103 years ago today marks the last time the Chicago Cubs won the World Series. Try as they might, they have not been able to get to the top in over a century. Bad luck, bad players, and more recently bad contracts have been among the myriad reasons why this franchise has been unable to capture it all. So what to think of the recent acquisition of Boston Red Sox GM Theo Epstein? The media-appointed boy wonder GM is the one who put together the hallowed 2004 squad that stunned the Yankees in seven games to win the Pennant and ended the so-called “Curse of the Bambino.” He shook the team up again in 2007 (Julio Lugo!), and won their second title in four years.
Now, at a robust 37 years old Theo Epstein has taken on the biggest challenge left in baseball, and quite possibly all of sports: build a winner for the north side’s long-suffering fan base. He’ll have work to do. Carlos Zambrano’s faux-retirement meltdown has been overshadowed by a thrilling post season. He has a great young center infield nucleus with Darwin Barney and Starlin Castro. He has to decide if he wants to keep Aramis Ramirez (or Carlos Pena, or Alfonso Soriano, or…you get the idea.)
Now, keep in mind that there is no vacancy for the Cubs manager, and that Joe Girardi is still gainfully employed for the Yankees. Joe Girardi’s been under increasing pressure here in New York. He seems to be struggling with the finer points of managing in the post season. Radio and newspaper pundits questioned whether his job was truly safe this off-season. While he has a world title to his credit, he was out managed by Jim Leyland in the ALDS, and his line up couldn’t solve Justin Verlander. To his credit, Girardi could strike first. Girardi has always maintained he would one day like to manage for the Cubs. With Epstein’s departure from Boston, it’s not outrageous to think he could lure Girardi away.
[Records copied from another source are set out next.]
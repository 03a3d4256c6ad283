use async_graphql::{Enum, InputObject, SimpleObject};
use chrono::NaiveDate;
use serde::{Deserialize, Serialize};

use crate::{
    common::{Badge, StatusTone, Toned, average, matches_choice, ymd},
    page::{Page, PageContext, PageInfo, Role},
};

pub const SLUG: &str = "manager-goals";

#[derive(Enum, Copy, Clone, Debug, Eq, PartialEq, Serialize, Deserialize)]
#[serde(rename_all = "snake_case")]
pub enum GoalStatus {
    OnTrack,
    AtRisk,
    Behind,
    Completed,
}

impl Toned for GoalStatus {
    fn label(&self) -> &'static str {
        match self {
            GoalStatus::OnTrack => "On Track",
            GoalStatus::AtRisk => "At Risk",
            GoalStatus::Behind => "Behind",
            GoalStatus::Completed => "Completed",
        }
    }

    fn tone(&self) -> StatusTone {
        match self {
            GoalStatus::OnTrack => StatusTone::Info,
            GoalStatus::AtRisk => StatusTone::Warning,
            GoalStatus::Behind => StatusTone::Danger,
            GoalStatus::Completed => StatusTone::Success,
        }
    }
}

#[derive(Clone, Debug, SimpleObject, Serialize)]
pub struct TeamGoal {
    pub id: String,
    pub title: String,
    pub owner: String,
    pub progress: u32,
    pub due_date: NaiveDate,
    pub status: GoalStatus,
}

#[derive(Clone, Debug, Default, InputObject, Deserialize)]
#[serde(default)]
pub struct TeamGoalFilter {
    pub status: Option<GoalStatus>,
}

#[derive(Clone, Debug, PartialEq, SimpleObject, Serialize)]
pub struct TeamGoalSummary {
    pub on_track: u32,
    pub at_risk: u32,
    pub behind: u32,
    pub completed: u32,
    pub average_progress: f64,
}

pub struct TeamGoalsPage;

impl Page for TeamGoalsPage {
    const INFO: PageInfo = PageInfo {
        slug: SLUG,
        title: "Team Goals",
        role: Role::Manager,
        description: "Quarterly objectives for the team",
    };

    type Record = TeamGoal;
    type Filter = TeamGoalFilter;
    type Summary = TeamGoalSummary;

    #[rustfmt::skip]
    fn records() -> Vec<TeamGoal> {
        vec![
            goal("GL-1", "Ship billing service v2", "Emily Davis", 70, ymd(2025, 3, 31), GoalStatus::OnTrack),
            goal("GL-2", "Reduce flaky test rate below 2%", "Grace Liu", 45, ymd(2025, 3, 31), GoalStatus::AtRisk),
            goal("GL-3", "Migrate CI to new runners", "Omar Haddad", 20, ymd(2025, 3, 15), GoalStatus::Behind),
            goal("GL-4", "Accessibility audit fixes", "Nina Petrova", 100, ymd(2025, 2, 28), GoalStatus::Completed),
            goal("GL-5", "Onboard two new engineers", "Ryan Foster", 60, ymd(2025, 4, 30), GoalStatus::OnTrack),
        ]
    }

    fn matches(filter: &TeamGoalFilter, record: &TeamGoal, _ctx: &PageContext) -> bool {
        matches_choice(filter.status.as_ref(), &record.status)
    }

    fn badge(record: &TeamGoal, _ctx: &PageContext) -> Badge {
        record.status.badge()
    }

    fn summarize(records: &[TeamGoal], _ctx: &PageContext) -> TeamGoalSummary {
        let count = |status| records.iter().filter(|g| g.status == status).count() as u32;
        TeamGoalSummary {
            on_track: count(GoalStatus::OnTrack),
            at_risk: count(GoalStatus::AtRisk),
            behind: count(GoalStatus::Behind),
            completed: count(GoalStatus::Completed),
            average_progress: average(records.iter().map(|g| g.progress)),
        }
    }

    fn sort(_filter: &TeamGoalFilter, records: &mut [TeamGoal]) {
        records.sort_by_key(|g| g.due_date);
    }
}

fn goal(
    id: &str,
    title: &str,
    owner: &str,
    progress: u32,
    due_date: NaiveDate,
    status: GoalStatus,
) -> TeamGoal {
    TeamGoal {
        id: id.into(),
        title: title.into(),
        owner: owner.into(),
        progress,
        due_date,
        status,
    }
}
Now comes the biggest piece of the potential puzzle; can they sign Albert Pujols. Pujols has already become one of the greatest players to ever play the game. At 31 years old, he could potentially play for another 12 years. He was unable to reach an extension deal with the St. Louis Cardinals before the beginning of the season, and had already declared he would test the free agent market if that was to happen. Plainly put, he wants to be the highest paid player in the game. Currently, that would put him in the $300,000,000 million dollar ranger, possibly over 10 years. If its money he’s truly after, then Epstein will drive an eighteen wheeler full of money up to Albert’s front door.
Cubs fans will have sky-high expectations no matter what. Getting Theo was a great move, but his biggest challenge will be finding the right guy to lead on and off the field. It’s either that, or wonder what to write about next year for 104 years.